Updating the Cluster Capacity settings in the Nutanix MCM portal

The management portal for NC2 allows for easy updates to the cluster capacity and configuration. We highlight our cluster and navigate to Cluster Capacity where the node types and the number of nodes can be changed.

A few clicks later we have added three new i4i nodes to our original configuration of three i3 nodes and we have also set the number of i3 nodes to zero. This way we get three new nodes of a more powerful configuration added and after all data has been transferred over, the old cluster nodes will be removed and billing for them stopped.

The task has now been accepted by the MCM portal and is being executed in the background. VMs running on NC2 continue working as usual, unaware of the big changes to the system which are under way.
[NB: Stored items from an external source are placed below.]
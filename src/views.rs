//! Live views over the keys, values and entries of a `QuadMap`.
//!
//! A view holds the table mutably for as long as it lives. Removing or
//! clearing through a view acts on the table itself; adding through a view is
//! not supported.

use std::hash::{BuildHasher, Hash};

use crate::{
    cursor::{EntryCursor, KeyCursor, ValueCursor},
    error::TableError,
    quad_map::{DefaultState, Iter, Keys, QuadMap, Values},
};

/// Collection-like operations shared by the three views
pub trait MapView {
    /// Element type seen through the view
    type Item;

    /// Number of entries in the underlying table
    fn len(&self) -> usize;

    /// Returns true if the underlying table holds no entries
    fn is_empty(&self) -> bool {
        self.len() == 0
    }

    /// Returns true if `item` is visible through the view
    fn contains(&self, item: &Self::Item) -> bool;

    /// Removes the entry behind `item` from the table; returns true if one was removed
    fn remove(&mut self, item: &Self::Item) -> bool;

    /// Removes every entry from the table
    fn clear(&mut self);

    /// Views never accept new elements.
    ///
    /// # Errors
    ///
    /// Always returns [`TableError::UnsupportedOperation`].
    fn add(&mut self, _item: Self::Item) -> Result<bool, TableError> {
        Err(TableError::UnsupportedOperation("add"))
    }

    /// Views never accept new elements, in bulk either.
    ///
    /// # Errors
    ///
    /// Always returns [`TableError::UnsupportedOperation`].
    fn add_all<I>(&mut self, _items: I) -> Result<bool, TableError>
    where
        I: IntoIterator<Item = Self::Item>,
        Self: Sized,
    {
        Err(TableError::UnsupportedOperation("add_all"))
    }
}

/// Live set of the keys of a table
#[derive(Debug)]
pub struct KeyView<'a, K, V, S = DefaultState> {
    /// Table seen through the view
    map: &'a mut QuadMap<K, V, S>,
}

impl<K, V, S> KeyView<'_, K, V, S> {
    /// Iterates over the keys in cell order
    #[must_use]
    pub fn iter(&self) -> Keys<'_, K, V> {
        self.map.keys()
    }

    /// Fail-fast cursor over the keys, detached from this view
    #[must_use]
    pub fn cursor(&self) -> KeyCursor<K, V, S> {
        KeyCursor::new(self.map)
    }
}

impl<K, V, S> MapView for KeyView<'_, K, V, S>
where
    K: Eq + Hash,
    S: BuildHasher,
{
    type Item = K;

    fn len(&self) -> usize {
        self.map.len()
    }

    fn contains(&self, key: &K) -> bool {
        self.map.contains_key(key)
    }

    fn remove(&mut self, key: &K) -> bool {
        self.map.remove(key).is_some()
    }

    fn clear(&mut self) {
        self.map.clear();
    }
}

/// Live collection of the values of a table; duplicates are possible
#[derive(Debug)]
pub struct ValueView<'a, K, V, S = DefaultState> {
    /// Table seen through the view
    map: &'a mut QuadMap<K, V, S>,
}

impl<K, V, S> ValueView<'_, K, V, S> {
    /// Iterates over the values in cell order
    #[must_use]
    pub fn iter(&self) -> Values<'_, K, V> {
        self.map.values()
    }

    /// Fail-fast cursor over the values, detached from this view
    #[must_use]
    pub fn cursor(&self) -> ValueCursor<K, V, S> {
        ValueCursor::new(self.map)
    }
}

impl<K, V: PartialEq, S> MapView for ValueView<'_, K, V, S> {
    type Item = V;

    fn len(&self) -> usize {
        self.map.len()
    }

    fn contains(&self, value: &V) -> bool {
        self.map.contains_value(value)
    }

    /// Removes the first entry, in cell order, holding `value`
    fn remove(&mut self, value: &V) -> bool {
        let found = (0..self.map.capacity())
            .find(|&index| self.map.pair_at(index).is_some_and(|(_, stored)| stored == value));
        found.and_then(|index| self.map.bury_at(index)).is_some()
    }

    fn clear(&mut self) {
        self.map.clear();
    }
}

/// Live set of the key-value pairs of a table
#[derive(Debug)]
pub struct EntryView<'a, K, V, S = DefaultState> {
    /// Table seen through the view
    map: &'a mut QuadMap<K, V, S>,
}

impl<K, V, S> EntryView<'_, K, V, S> {
    /// Iterates over the entries in cell order
    #[must_use]
    pub fn iter(&self) -> Iter<'_, K, V> {
        self.map.iter()
    }

    /// Fail-fast cursor over the entries, detached from this view
    #[must_use]
    pub fn cursor(&self) -> EntryCursor<K, V, S> {
        EntryCursor::new(self.map)
    }
}

impl<K, V, S> MapView for EntryView<'_, K, V, S>
where
    K: Eq + Hash,
    V: PartialEq,
    S: BuildHasher,
{
    type Item = (K, V);

    fn len(&self) -> usize {
        self.map.len()
    }

    /// Matches on both key and value, found through the key's probe sequence
    fn contains(&self, (key, value): &(K, V)) -> bool {
        self.map.get(key) == Some(value)
    }

    fn remove(&mut self, entry: &(K, V)) -> bool {
        self.contains(entry) && self.map.remove(&entry.0).is_some()
    }

    fn clear(&mut self) {
        self.map.clear();
    }
}

impl<K, V, S> QuadMap<K, V, S> {
    /// Live view of the keys
    pub fn key_view(&mut self) -> KeyView<'_, K, V, S> {
        KeyView { map: self }
    }

    /// Live view of the values
    pub fn value_view(&mut self) -> ValueView<'_, K, V, S> {
        ValueView { map: self }
    }

    /// Live view of the entries
    pub fn entry_view(&mut self) -> EntryView<'_, K, V, S> {
        EntryView { map: self }
    }
}

#[cfg(test)]
mod tests {
    use super::*;

    fn sample() -> QuadMap<String, i32> {
        [("a", 1), ("b", 2), ("c", 2)].into_iter().map(|(k, v)| (k.to_string(), v)).collect()
    }

    #[test]
    fn test_key_view_is_live() {
        let mut map = sample();
        let mut keys = map.key_view();
        assert_eq!(keys.len(), 3);
        assert!(keys.contains(&"a".to_string()));
        assert!(keys.remove(&"a".to_string()));
        assert!(!keys.remove(&"a".to_string()));
        assert_eq!(keys.iter().count(), 2);
        assert_eq!(map.len(), 2);
        assert_eq!(map.get("a"), None);
    }

    #[test]
    fn test_value_view_removes_single_occurrence() {
        let mut map = sample();
        let mut values = map.value_view();
        assert!(values.contains(&2));
        assert!(values.remove(&2));
        assert_eq!(values.len(), 2);
        assert!(values.contains(&2));
        assert!(values.remove(&2));
        assert!(!values.contains(&2));
        assert!(!values.remove(&7));
        assert_eq!(map.len(), 1);
        assert_eq!(map.get("a"), Some(&1));
    }

    #[test]
    fn test_entry_view_matches_key_and_value() {
        let mut map = sample();
        let mut entries = map.entry_view();
        assert!(entries.contains(&("b".to_string(), 2)));
        assert!(!entries.contains(&("b".to_string(), 3)));
        assert!(!entries.remove(&("b".to_string(), 3)));
        assert!(entries.remove(&("b".to_string(), 2)));
        assert_eq!(entries.iter().count(), 2);
        assert_eq!(map.get("b"), None);
    }

    #[test]
    fn test_clear_through_view() {
        let mut map = sample();
        map.value_view().clear();
        assert!(map.is_empty());
        assert!(map.entry_view().is_empty());
    }

    #[test]
    fn test_add_is_unsupported() {
        let unsupported = Err(TableError::UnsupportedOperation("add"));
        let mut map = sample();
        assert_eq!(map.key_view().add("z".to_string()), unsupported);
        assert_eq!(map.value_view().add(9), unsupported);
        assert_eq!(map.entry_view().add(("z".to_string(), 9)), unsupported);
        assert_eq!(map.len(), 3);
    }

    #[test]
    fn test_add_all_is_unsupported() {
        let unsupported = Err(TableError::UnsupportedOperation("add_all"));
        let mut map = sample();
        assert_eq!(map.key_view().add_all(vec!["y".to_string(), "z".to_string()]), unsupported);
        assert_eq!(map.value_view().add_all([7, 8]), unsupported);
        assert_eq!(map.entry_view().add_all(Some(("z".to_string(), 9))), unsupported);
        assert_eq!(map.entry_view().add_all(Vec::new()), unsupported);
        assert_eq!(map.len(), 3);
        assert_eq!(map.get("z"), None);
    }
}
EC2 bare-metal changes as seen from the AWS console

In the AWS console it is possible to witness the process of the i4i.metal nodes being added, i3 and i4i nodes running at the same time while the cluster shifts to run on the new nodes and finally the decommissioning of the i3.metal nodes.

From a networking perspective: The i3.metal ENI which was the active point of North-South communication for the cluster, and therefore part of the AWS VPC route table, has been shifted to an ENI on one of the new i4i.metal hosts post migration.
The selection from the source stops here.